As reported by BleepingComputer, the company recently discovered a vulnerability revolving around insufficient user input validation of incoming HPPT packets. By sending a “specially crafted request” to the web-based management interface of these devices, an attacker could end up with root-level privileges. Essentially, they’d be getting free access to the endpoint (opens in new tab).
Tracked as CVE-2022-20825, the flaw has a severity score of 9.8, so it’s pretty dangerous. It was found in four models: the RV110W Wireless-N VPN Firewall, the RV130 VPN Router, the RV130W Wireless-N Multifunction VPN Router, and the RV215W Wireless-N VPN Router.
End of life
These models, however, have reached end-of-life status and as such will not be patched.
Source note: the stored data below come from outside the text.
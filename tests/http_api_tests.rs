//! HTTP client integration tests.
//!
//! Starts an in-process axum movies backend on an ephemeral port and
//! exercises `HttpMovieApi` and the controller against it with reqwest.

use axum::{
    Json, Router,
    extract::{Path, State},
    http::StatusCode,
    routing::{get, put},
};
use moviedesk::{
    ApiConfig, ClientError, DraftField, FormMode, HttpMovieApi, Movie, MovieApi, MovieId,
    MoviePayload, connect,
};
use serde_json::{Value, json};
use std::sync::{Arc, Mutex};
use std::time::Duration;

#[derive(Default)]
struct BackendState {
    movies: Vec<Movie>,
    next_id: i64,
    last_body: Option<Value>,
}

#[derive(Clone, Default)]
struct Backend {
    inner: Arc<Mutex<BackendState>>,
}

impl Backend {
    fn seeded(movies: Vec<Movie>) -> Self {
        let next_id = movies.iter().map(|m| m.id.0).max().unwrap_or(0) + 1;
        Self {
            inner: Arc::new(Mutex::new(BackendState {
                movies,
                next_id,
                last_body: None,
            })),
        }
    }

    fn movies(&self) -> Vec<Movie> {
        self.inner.lock().unwrap().movies.clone()
    }

    fn last_body(&self) -> Option<Value> {
        self.inner.lock().unwrap().last_body.clone()
    }
}

fn validate(payload: &MoviePayload) -> Result<i32, StatusCode> {
    if payload.title.is_empty() || payload.genre.is_empty() {
        return Err(StatusCode::UNPROCESSABLE_ENTITY);
    }
    if matches!(payload.rating, Some(r) if !(0.0..=10.0).contains(&r)) {
        return Err(StatusCode::UNPROCESSABLE_ENTITY);
    }
    payload.year.ok_or(StatusCode::UNPROCESSABLE_ENTITY)
}

async fn list_movies(State(backend): State<Backend>) -> Json<Vec<Movie>> {
    let mut movies = backend.movies();
    movies.sort_by(|a, b| b.id.cmp(&a.id));
    Json(movies)
}

async fn create_movie(
    State(backend): State<Backend>,
    Json(body): Json<Value>,
) -> Result<(StatusCode, Json<Movie>), StatusCode> {
    let payload: MoviePayload =
        serde_json::from_value(body.clone()).map_err(|_| StatusCode::UNPROCESSABLE_ENTITY)?;
    let year = validate(&payload)?;

    let mut state = backend.inner.lock().unwrap();
    state.last_body = Some(body);
    let movie = Movie {
        id: MovieId(state.next_id),
        title: payload.title,
        year,
        genre: payload.genre,
        rating: payload.rating,
    };
    state.next_id += 1;
    state.movies.push(movie.clone());
    Ok((StatusCode::CREATED, Json(movie)))
}

async fn update_movie(
    State(backend): State<Backend>,
    Path(id): Path<i64>,
    Json(body): Json<Value>,
) -> Result<Json<Movie>, StatusCode> {
    let payload: MoviePayload =
        serde_json::from_value(body.clone()).map_err(|_| StatusCode::UNPROCESSABLE_ENTITY)?;
    let year = validate(&payload)?;

    let mut state = backend.inner.lock().unwrap();
    state.last_body = Some(body);
    let movie = state
        .movies
        .iter_mut()
        .find(|movie| movie.id == MovieId(id))
        .ok_or(StatusCode::NOT_FOUND)?;
    movie.title = payload.title;
    movie.year = year;
    movie.genre = payload.genre;
    movie.rating = payload.rating;
    Ok(Json(movie.clone()))
}

async fn delete_movie(State(backend): State<Backend>, Path(id): Path<i64>) -> StatusCode {
    let mut state = backend.inner.lock().unwrap();
    let before = state.movies.len();
    state.movies.retain(|movie| movie.id != MovieId(id));
    if state.movies.len() == before {
        StatusCode::NOT_FOUND
    } else {
        StatusCode::NO_CONTENT
    }
}

async fn health() -> Json<Value> {
    Json(json!({ "status": "ok", "db": "connected" }))
}

fn router(backend: Backend) -> Router {
    Router::new()
        .route("/api/movies", get(list_movies).post(create_movie))
        .route("/api/movies/:id", put(update_movie).delete(delete_movie))
        .route("/health", get(health))
        .with_state(backend)
}

/// Bind to port 0 and return the actual address.
async fn serve(app: Router) -> String {
    let listener = tokio::net::TcpListener::bind("127.0.0.1:0").await.unwrap();
    let addr = listener.local_addr().unwrap();
    tokio::spawn(async move {
        axum::serve(listener, app).await.unwrap();
    });
    format!("http://{addr}")
}

async fn start_backend(movies: Vec<Movie>) -> (String, Backend) {
    let backend = Backend::seeded(movies);
    let base = serve(router(backend.clone())).await;
    (base, backend)
}

fn api(base: &str) -> HttpMovieApi {
    HttpMovieApi::new(ApiConfig::new(base)).unwrap()
}

fn payload(title: &str, year: i32, genre: &str, rating: Option<f64>) -> MoviePayload {
    MoviePayload {
        title: title.to_string(),
        year: Some(year),
        genre: genre.to_string(),
        rating,
    }
}

#[tokio::test]
async fn test_list_returns_server_order() {
    let (base, _backend) = start_backend(vec![
        Movie::new(1, "Heat", 1995, "Crime", Some(8.3)),
        Movie::new(2, "Alien", 1979, "Horror", None),
    ])
    .await;

    let movies = api(&base).list().await.unwrap();

    assert_eq!(movies.len(), 2);
    assert_eq!(movies[0].id, MovieId(2));
    assert_eq!(movies[0].rating, None);
    assert_eq!(movies[1].title, "Heat");
}

#[tokio::test]
async fn test_create_sends_null_rating() {
    let (base, backend) = start_backend(Vec::new()).await;

    api(&base)
        .create(&payload("X", 1999, "Drama", None))
        .await
        .unwrap();

    assert_eq!(
        backend.last_body(),
        Some(json!({ "title": "X", "year": 1999, "genre": "Drama", "rating": null }))
    );
    assert_eq!(backend.movies().len(), 1);
}

#[tokio::test]
async fn test_rejected_create_is_status_error() {
    let (base, backend) = start_backend(Vec::new()).await;

    let result = api(&base)
        .create(&payload("X", 1999, "Drama", Some(11.0)))
        .await;

    match result {
        Err(ClientError::Status { status, .. }) => assert_eq!(status, 422),
        other => panic!("expected status error, got {other:?}"),
    }
    assert!(backend.movies().is_empty());
}

#[tokio::test]
async fn test_update_missing_movie_is_status_error() {
    let (base, _backend) = start_backend(Vec::new()).await;

    let result = api(&base)
        .update(MovieId(42), &payload("X", 1999, "Drama", None))
        .await;

    match result {
        Err(ClientError::Status { status, url }) => {
            assert_eq!(status, 404);
            assert!(url.ends_with("/api/movies/42"));
        }
        other => panic!("expected status error, got {other:?}"),
    }
}

#[tokio::test]
async fn test_delete_missing_movie_is_ok() {
    let (base, _backend) = start_backend(Vec::new()).await;

    assert!(api(&base).delete(MovieId(7)).await.is_ok());
}

#[tokio::test]
async fn test_health() {
    let (base, _backend) = start_backend(Vec::new()).await;

    let health = api(&base).health().await.unwrap();

    assert_eq!(health.status, "ok");
    assert_eq!(health.db.as_deref(), Some("connected"));
}

#[tokio::test]
async fn test_unreachable_backend_is_transport_error() {
    let listener = tokio::net::TcpListener::bind("127.0.0.1:0").await.unwrap();
    let addr = listener.local_addr().unwrap();
    drop(listener);

    let result = api(&format!("http://{addr}")).list().await;

    assert!(matches!(result, Err(ClientError::Transport(_))));
}

#[tokio::test]
async fn test_malformed_list_is_decode_error() {
    let app = Router::new().route("/api/movies", get(|| async { "not json" }));
    let base = serve(app).await;

    let result = api(&base).list().await;

    assert!(matches!(result, Err(ClientError::Decode(_))));
}

#[tokio::test]
async fn test_timeout_applies_to_requests() {
    let app = Router::new().route(
        "/api/movies",
        get(|| async {
            tokio::time::sleep(Duration::from_secs(5)).await;
            Json(Vec::<Movie>::new())
        }),
    );
    let base = serve(app).await;
    let api = HttpMovieApi::new(ApiConfig::new(&base).timeout(Duration::from_millis(100))).unwrap();

    let result = api.list().await;

    assert!(matches!(result, Err(ClientError::Transport(_))));
}

#[tokio::test]
async fn test_invalid_config_is_rejected() {
    assert!(matches!(
        HttpMovieApi::new(ApiConfig::new("ftp://127.0.0.1:8000")),
        Err(ClientError::Config(_))
    ));
}

#[tokio::test]
async fn test_controller_round_trip() {
    let (base, backend) = start_backend(Vec::new()).await;
    let mut controller = connect(ApiConfig::new(&base)).unwrap();

    controller.load().await.unwrap();
    assert!(controller.visible().is_empty());

    controller.set_field(DraftField::Title, "Interstellar");
    controller.set_field(DraftField::Year, "2014");
    controller.set_field(DraftField::Genre, "Sci-Fi");
    controller.set_field(DraftField::Rating, "8.7");
    controller.submit().await.unwrap();

    assert_eq!(controller.movies().len(), 1);
    let created = controller.movies()[0].clone();
    assert_eq!(created.title, "Interstellar");
    assert_eq!(created.rating, Some(8.7));

    controller.start_edit(&created);
    controller.set_field(DraftField::Rating, "");
    controller.submit().await.unwrap();

    assert_eq!(controller.mode(), FormMode::Create);
    assert_eq!(controller.movies()[0].rating, None);
    assert_eq!(controller.stats().average_label(), "—");

    controller.request_delete(created.id);
    controller.confirm_delete().await.unwrap();

    assert!(controller.movies().is_empty());
    assert!(backend.movies().is_empty());
}

#[tokio::test]
async fn test_controller_rejected_update_keeps_draft() {
    let (base, backend) = start_backend(vec![Movie::new(1, "Heat", 1995, "Crime", Some(8.3))]).await;
    let mut controller = connect(ApiConfig::new(&base)).unwrap();
    controller.load().await.unwrap();

    let heat = controller.movies()[0].clone();
    controller.start_edit(&heat);
    controller.set_field(DraftField::Year, "nineteen ninety-five");

    assert!(controller.submit().await.is_err());
    assert_eq!(controller.mode(), FormMode::Editing(MovieId(1)));
    assert_eq!(controller.draft().year, "nineteen ninety-five");
    assert_eq!(backend.movies()[0].year, 1995);
}
// ============================================================================
// moviedesk Library
// ============================================================================
//
// Client for the movies REST API: fetch the collection, derive the visible
// list and header statistics locally, and turn form drafts into
// POST/PUT/DELETE calls followed by a full reload.
//
// ============================================================================

pub mod api;
pub mod controller;
pub mod core;
pub mod form;
pub mod view;

// Re-export main types for convenience
pub use api::{ApiConfig, HealthStatus, HttpMovieApi, MovieApi};
pub use controller::{FormMode, MovieController, Status};
pub use crate::core::{ClientError, Movie, MovieId, MoviePayload, Result};
pub use form::{DraftField, FormDraft};
pub use view::{EMPTY_LIST, GenreFilter, SortKey, Stats, ViewFilters};

/// Controller wired to the HTTP backend
///
/// # Examples
///
/// ```no_run
/// use moviedesk::{ApiConfig, connect};
///
/// # async fn run() -> moviedesk::Result<()> {
/// let mut controller = connect(ApiConfig::default())?;
/// controller.load().await?;
/// println!("{} movies", controller.stats().count);
/// # Ok(())
/// # }
/// ```
pub fn connect(config: ApiConfig) -> Result<MovieController<HttpMovieApi>> {
    Ok(MovieController::new(HttpMovieApi::new(config)?))
}
pub mod app;
pub mod args;
pub mod autocomplete;
pub mod commands;
pub mod ui;
use thiserror::Error;

#[derive(Error, Debug)]
pub enum ClientError {
    #[error("Validation error: {0}")]
    Validation(String),

    #[error("Transport error: {0}")]
    Transport(String),

    #[error("Unexpected status {status} from {url}")]
    Status { status: u16, url: String },

    #[error("Decode error: {0}")]
    Decode(String),

    #[error("Configuration error: {0}")]
    Config(String),
}

impl ClientError {
    pub fn validation(message: impl Into<String>) -> Self {
        Self::Validation(message.into())
    }

    pub fn config(message: impl Into<String>) -> Self {
        Self::Config(message.into())
    }
}

pub type Result<T> = std::result::Result<T, ClientError>;

impl From<reqwest::Error> for ClientError {
    fn from(err: reqwest::Error) -> Self {
        if let Some(status) = err.status() {
            return Self::Status {
                status: status.as_u16(),
                url: err.url().map(|u| u.to_string()).unwrap_or_default(),
            };
        }
        if err.is_decode() {
            Self::Decode(err.to_string())
        } else {
            Self::Transport(err.to_string())
        }
    }
}

impl From<serde_json::Error> for ClientError {
    fn from(err: serde_json::Error) -> Self {
        Self::Decode(err.to_string())
    }
}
A small caveat is that the web-based remote management interface on WAN connections needs to be enabled for the flaw to be exploitable, and by default, it’s not. Still, many exposed devices can be found with a quick Shodan search.
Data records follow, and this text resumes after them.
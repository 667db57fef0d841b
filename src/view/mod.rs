//! Client-side derivation of what the list and header show.

pub mod filter;
pub mod sort;
pub mod stats;

pub use filter::{ALL_GENRES, EMPTY_LIST, GenreFilter, ViewFilters, derive_visible, genre_options};
pub use sort::{SortKey, locale_cmp};
pub use stats::{NO_AVERAGE, Stats};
To double-check if your routers have this feature enabled, log into the web-based management interface, and head over to Basic Settings – Remote Management, and uncheck the box. Furthermore, this is the only way to mitigate the threat, and users are advised to do that before moving on to newer models. Cisco was said to be “actively supporting” models RV132W, RV160, and RV160W.
RV160, together with RV260, RV340, and RV345, recently received a patch for five vulnerabilities with a 10/10 severity rating. Among the possibilities for malicious actors exploiting these flaws are arbitrary code and command execution, elevation of privileges, running unsigned software, circumventing authentication, and assimilating the devices into a botnet for Distributed Denial of Service (DDoS) attacks.
To shield against cyberattacks of all kinds, businesses are advised to keep hardware and software up to date, run an antivirus and firewall (opens in new tab) solution, and educate employees on the dangers of phishing and ransomware.